What to do -> Print each entry below precisely as shown.

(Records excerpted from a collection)
******************************

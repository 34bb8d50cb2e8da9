//! An in-process identity provider for development and tests.
//!
//! Behaves like a hosted provider with password auth: accounts, optional
//! email confirmation, a single current session, session-change events,
//! and a token mirrored into a browser-style store under
//! `sb-<project>-auth-token`.

use std::collections::HashMap;
use std::sync::{Arc, Mutex, MutexGuard, PoisonError};

use rand::Rng;
use tokio::sync::broadcast;

use crate::{
    AuthEvent, AuthStateChange, IdentityProvider, KeyValueStore, ProviderError, Session,
    SignUpProfile,
};

/// Capacity of the session-change channel. Slow subscribers lag rather
/// than block the provider.
const EVENT_CHANNEL_SIZE: usize = 32;

/// Provider-side minimum password length.
const MIN_PASSWORD_LEN: usize = 6;

#[derive(Debug, Clone)]
struct Account {
    password: String,
    display_name: String,
    confirmed: bool,
}

#[derive(Default)]
struct State {
    accounts: HashMap<String, Account>,
    current: Option<(String, Session)>,
}

/// In-memory [`IdentityProvider`].
pub struct MemoryIdentityProvider {
    state: Mutex<State>,
    events: broadcast::Sender<AuthStateChange>,
    require_email_confirmation: bool,
    project_ref: String,
    store: Option<Arc<dyn KeyValueStore>>,
}

impl MemoryIdentityProvider {
    /// Creates a provider that requires email confirmation, like a default
    /// hosted project.
    pub fn new() -> Self {
        let (events, _) = broadcast::channel(EVENT_CHANNEL_SIZE);
        Self {
            state: Mutex::new(State::default()),
            events,
            require_email_confirmation: true,
            project_ref: "local".to_string(),
            store: None,
        }
    }

    /// Whether new identities must confirm their email before signing in.
    pub fn require_email_confirmation(mut self, required: bool) -> Self {
        self.require_email_confirmation = required;
        self
    }

    /// Project reference used in the mirrored storage key.
    pub fn project_ref(mut self, project_ref: impl Into<String>) -> Self {
        self.project_ref = project_ref.into();
        self
    }

    /// Mirrors the session token into `store`, as a browser SDK would.
    pub fn with_store(mut self, store: Arc<dyn KeyValueStore>) -> Self {
        self.store = Some(store);
        self
    }

    /// Adds an already-confirmed account.
    pub fn with_account(self, email: &str, password: &str, display_name: &str) -> Self {
        self.lock().accounts.insert(
            normalize_email(email),
            Account {
                password: password.to_owned(),
                display_name: display_name.to_owned(),
                confirmed: true,
            },
        );
        self
    }

    /// Storage key the session token is mirrored under.
    pub fn storage_key(&self) -> String {
        format!("sb-{}-auth-token", self.project_ref)
    }

    /// Marks an account as confirmed. Returns `false` if it doesn't exist.
    pub fn confirm_email(&self, email: &str) -> bool {
        match self.lock().accounts.get_mut(&normalize_email(email)) {
            Some(account) => {
                account.confirmed = true;
                true
            }
            None => false,
        }
    }

    /// Display name of the signed-in user.
    pub fn current_display_name(&self) -> Option<String> {
        let state = self.lock();
        let (email, _) = state.current.as_ref()?;
        state.accounts.get(email).map(|a| a.display_name.clone())
    }

    /// Ends the current session as if it expired on the provider side.
    pub fn expire_session(&self) {
        let had_session = self.lock().current.take().is_some();
        if had_session {
            self.unmirror();
            tracing::info!("session expired");
            self.emit(AuthEvent::SignedOut, None);
        }
    }

    /// Issues a fresh token for the current session.
    pub fn refresh_session(&self) -> Option<Session> {
        let session = {
            let mut state = self.lock();
            let (email, _) = state.current.take()?;
            let session = Session::new(generate_token());
            state.current = Some((email, session.clone()));
            session
        };
        self.mirror(&session);
        self.emit(AuthEvent::TokenRefreshed, Some(session.clone()));
        Some(session)
    }

    fn lock(&self) -> MutexGuard<'_, State> {
        self.state.lock().unwrap_or_else(PoisonError::into_inner)
    }

    fn open_session(&self, email: String) -> Session {
        let session = Session::new(generate_token());
        self.lock().current = Some((email, session.clone()));
        self.mirror(&session);
        self.emit(AuthEvent::SignedIn, Some(session.clone()));
        session
    }

    fn emit(&self, event: AuthEvent, session: Option<Session>) {
        // No subscribers is fine.
        let _ = self.events.send(AuthStateChange::new(event, session));
    }

    fn mirror(&self, session: &Session) {
        if let Some(store) = &self.store {
            if let Err(e) = store.set(&self.storage_key(), session.access_token()) {
                tracing::warn!(error = %e, "failed to mirror session token");
            }
        }
    }

    fn unmirror(&self) {
        if let Some(store) = &self.store {
            if let Err(e) = store.remove(&self.storage_key()) {
                tracing::warn!(error = %e, "failed to remove mirrored session token");
            }
        }
    }
}

impl Default for MemoryIdentityProvider {
    fn default() -> Self {
        Self::new()
    }
}

impl IdentityProvider for MemoryIdentityProvider {
    async fn get_session(&self) -> Result<Option<Session>, ProviderError> {
        Ok(self.lock().current.as_ref().map(|(_, s)| s.clone()))
    }

    async fn sign_in_with_password(
        &self,
        email: &str,
        password: &str,
    ) -> Result<Session, ProviderError> {
        let email = normalize_email(email);
        let account = self
            .lock()
            .accounts
            .get(&email)
            .cloned()
            .filter(|account| account.password == password)
            .ok_or_else(|| ProviderError::new("Invalid login credentials"))?;

        if !account.confirmed {
            return Err(ProviderError::new("Email not confirmed"));
        }

        Ok(self.open_session(email))
    }

    async fn sign_up(
        &self,
        email: &str,
        password: &str,
        profile: &SignUpProfile,
    ) -> Result<Option<Session>, ProviderError> {
        let email = normalize_email(email);
        if !is_plausible_email(&email) {
            return Err(ProviderError::new(
                "Unable to validate email address: invalid format",
            ));
        }
        if password.chars().count() < MIN_PASSWORD_LEN {
            return Err(ProviderError::new(format!(
                "Password should be at least {MIN_PASSWORD_LEN} characters."
            )));
        }

        {
            let mut state = self.lock();
            if state.accounts.contains_key(&email) {
                return Err(ProviderError::new("User already registered"));
            }
            state.accounts.insert(
                email.clone(),
                Account {
                    password: password.to_owned(),
                    display_name: profile.display_name.clone(),
                    confirmed: !self.require_email_confirmation,
                },
            );
        }
        tracing::debug!(%email, "account created");

        if self.require_email_confirmation {
            Ok(None)
        } else {
            Ok(Some(self.open_session(email)))
        }
    }

    async fn sign_out(&self) -> Result<(), ProviderError> {
        let had_session = self.lock().current.take().is_some();
        self.unmirror();
        if had_session {
            self.emit(AuthEvent::SignedOut, None);
        }
        Ok(())
    }

    fn subscribe(&self) -> broadcast::Receiver<AuthStateChange> {
        self.events.subscribe()
    }
}

fn normalize_email(email: &str) -> String {
    email.trim().to_ascii_lowercase()
}

fn is_plausible_email(email: &str) -> bool {
    match email.split_once('@') {
        Some((local, domain)) => !local.is_empty() && domain.contains('.') && !domain.starts_with('.'),
        None => false,
    }
}

/// Generates a random 32-character hex token.
fn generate_token() -> String {
    let bytes: [u8; 16] = rand::rng().random();
    bytes.iter().map(|b| format!("{b:02x}")).collect()
}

******************************

Task response ->
repository 34bb8d50cb2e8da9
//! An in-process identity provider for development and tests.
//!
//! Behaves like a hosted provider with password auth: accounts, optional
//! email confirmation, a single current session, session-change events,
//! and a token mirrored into a browser-style store under
//! `sb-<project>-auth-token`.

use std::collections::HashMap;
use std::sync::{Arc, Mutex, MutexGuard, PoisonError};

use rand::Rng;
use tokio::sync::broadcast;

use crate::{
    AuthEvent, AuthStateChange, IdentityProvider, KeyValueStore, ProviderError, Session,
    SignUpProfile,
};

/// Capacity of the session-change channel. Slow subscribers lag rather
/// than block the provider.
const EVENT_CHANNEL_SIZE: usize = 32;

/// Provider-side minimum password length.
const MIN_PASSWORD_LEN: usize = 6;

#[derive(Debug, Clone)]
struct Account {
    password: String,
    display_name: String,
    confirmed: bool,
}

#[derive(Default)]
struct State {
    accounts: HashMap<String, Account>,
    current: Option<(String, Session)>,
}

/// In-memory [`IdentityProvider`].
pub struct MemoryIdentityProvider {
    state: Mutex<State>,
    events: broadcast::Sender<AuthStateChange>,
    require_email_confirmation: bool,
    project_ref: String,
    store: Option<Arc<dyn KeyValueStore>>,
}

impl MemoryIdentityProvider {
    /// Creates a provider that requires email confirmation, like a default
    /// hosted project.
    pub fn new() -> Self {
        let (events, _) = broadcast::channel(EVENT_CHANNEL_SIZE);
        Self {
            state: Mutex::new(State::default()),
            events,
            require_email_confirmation: true,
            project_ref: "local".to_string(),
            store: None,
        }
    }

    /// Whether new identities must confirm their email before signing in.
    pub fn require_email_confirmation(mut self, required: bool) -> Self {
        self.require_email_confirmation = required;
        self
    }

    /// Project reference used in the mirrored storage key.
    pub fn project_ref(mut self, project_ref: impl Into<String>) -> Self {
        self.project_ref = project_ref.into();
        self
    }

    /// Mirrors the session token into `store`, as a browser SDK would.
    pub fn with_store(mut self, store: Arc<dyn KeyValueStore>) -> Self {
        self.store = Some(store);
        self
    }

    /// Adds an already-confirmed account.
    pub fn with_account(self, email: &str, password: &str, display_name: &str) -> Self {
        self.lock().accounts.insert(
            normalize_email(email),
            Account {
                password: password.to_owned(),
                display_name: display_name.to_owned(),
                confirmed: true,
            },
        );
        self
    }

    /// Storage key the session token is mirrored under.
    pub fn storage_key(&self) -> String {
        format!("sb-{}-auth-token", self.project_ref)
    }

    /// Marks an account as confirmed. Returns `false` if it doesn't exist.
    pub fn confirm_email(&self, email: &str) -> bool {
        match self.lock().accounts.get_mut(&normalize_email(email)) {
            Some(account) => {
                account.confirmed = true;
                true
            }
            None => false,
        }
    }

    /// Display name of the signed-in user.
    pub fn current_display_name(&self) -> Option<String> {
        let state = self.lock();
        let (email, _) = state.current.as_ref()?;
        state.accounts.get(email).map(|a| a.display_name.clone())
    }

    /// Ends the current session as if it expired on the provider side.
    pub fn expire_session(&self) {
        let had_session = self.lock().current.take().is_some();
        if had_session {
            self.unmirror();
            tracing::info!("session expired");
            self.emit(AuthEvent::SignedOut, None);
        }
    }

    /// Issues a fresh token for the current session.
    pub fn refresh_session(&self) -> Option<Session> {
        let session = {
            let mut state = self.lock();
            let (email, _) = state.current.take()?;
            let session = Session::new(generate_token());
            state.current = Some((email, session.clone()));
            session
        };
        self.mirror(&session);
        self.emit(AuthEvent::TokenRefreshed, Some(session.clone()));
        Some(session)
    }

    fn lock(&self) -> MutexGuard<'_, State> {
        self.state.lock().unwrap_or_else(PoisonError::into_inner)
    }

    fn open_session(&self, email: String) -> Session {
        let session = Session::new(generate_token());
        self.lock().current = Some((email, session.clone()));
        self.mirror(&session);
        self.emit(AuthEvent::SignedIn, Some(session.clone()));
        session
    }

    fn emit(&self, event: AuthEvent, session: Option<Session>) {
        // No subscribers is fine.
        let _ = self.events.send(AuthStateChange::new(event, session));
    }

    fn mirror(&self, session: &Session) {
        if let Some(store) = &self.store {
            if let Err(e) = store.set(&self.storage_key(), session.access_token()) {
                tracing::warn!(error = %e, "failed to mirror session token");
            }
        }
    }

    fn unmirror(&self) {
        if let Some(store) = &self.store {
            if let Err(e) = store.remove(&self.storage_key()) {
                tracing::warn!(error = %e, "failed to remove mirrored session token");
            }
        }
    }
}

impl Default for MemoryIdentityProvider {
    fn default() -> Self {
        Self::new()
    }
}

impl IdentityProvider for MemoryIdentityProvider {
    async fn get_session(&self) -> Result<Option<Session>, ProviderError> {
        Ok(self.lock().current.as_ref().map(|(_, s)| s.clone()))
    }

    async fn sign_in_with_password(
        &self,
        email: &str,
        password: &str,
    ) -> Result<Session, ProviderError> {
        let email = normalize_email(email);
        let account = self
            .lock()
            .accounts
            .get(&email)
            .cloned()
            .filter(|account| account.password == password)
            .ok_or_else(|| ProviderError::new("Invalid login credentials"))?;

        if !account.confirmed {
            return Err(ProviderError::new("Email not confirmed"));
        }

        Ok(self.open_session(email))
    }

    async fn sign_up(
        &self,
        email: &str,
        password: &str,
        profile: &SignUpProfile,
    ) -> Result<Option<Session>, ProviderError> {
        let email = normalize_email(email);
        if !is_plausible_email(&email) {
            return Err(ProviderError::new(
                "Unable to validate email address: invalid format",
            ));
        }
        if password.chars().count() < MIN_PASSWORD_LEN {
            return Err(ProviderError::new(format!(
                "Password should be at least {MIN_PASSWORD_LEN} characters."
            )));
        }

        {
            let mut state = self.lock();
            if state.accounts.contains_key(&email) {
                return Err(ProviderError::new("User already registered"));
            }
            state.accounts.insert(
                email.clone(),
                Account {
                    password: password.to_owned(),
                    display_name: profile.display_name.clone(),
                    confirmed: !self.require_email_confirmation,
                },
            );
        }
        tracing::debug!(%email, "account created");

        if self.require_email_confirmation {
            Ok(None)
        } else {
            Ok(Some(self.open_session(email)))
        }
    }

    async fn sign_out(&self) -> Result<(), ProviderError> {
        let had_session = self.lock().current.take().is_some();
        self.unmirror();
        if had_session {
            self.emit(AuthEvent::SignedOut, None);
        }
        Ok(())
    }

    fn subscribe(&self) -> broadcast::Receiver<AuthStateChange> {
        self.events.subscribe()
    }
}

fn normalize_email(email: &str) -> String {
    email.trim().to_ascii_lowercase()
}

fn is_plausible_email(email: &str) -> bool {
    match email.split_once('@') {
        Some((local, domain)) => !local.is_empty() && domain.contains('.') && !domain.starts_with('.'),
        None => false,
    }
}

/// Generates a random 32-character hex token.
fn generate_token() -> String {
    let bytes: [u8; 16] = rand::rng().random();
    bytes.iter().map(|b| format!("{b:02x}")).collect()
}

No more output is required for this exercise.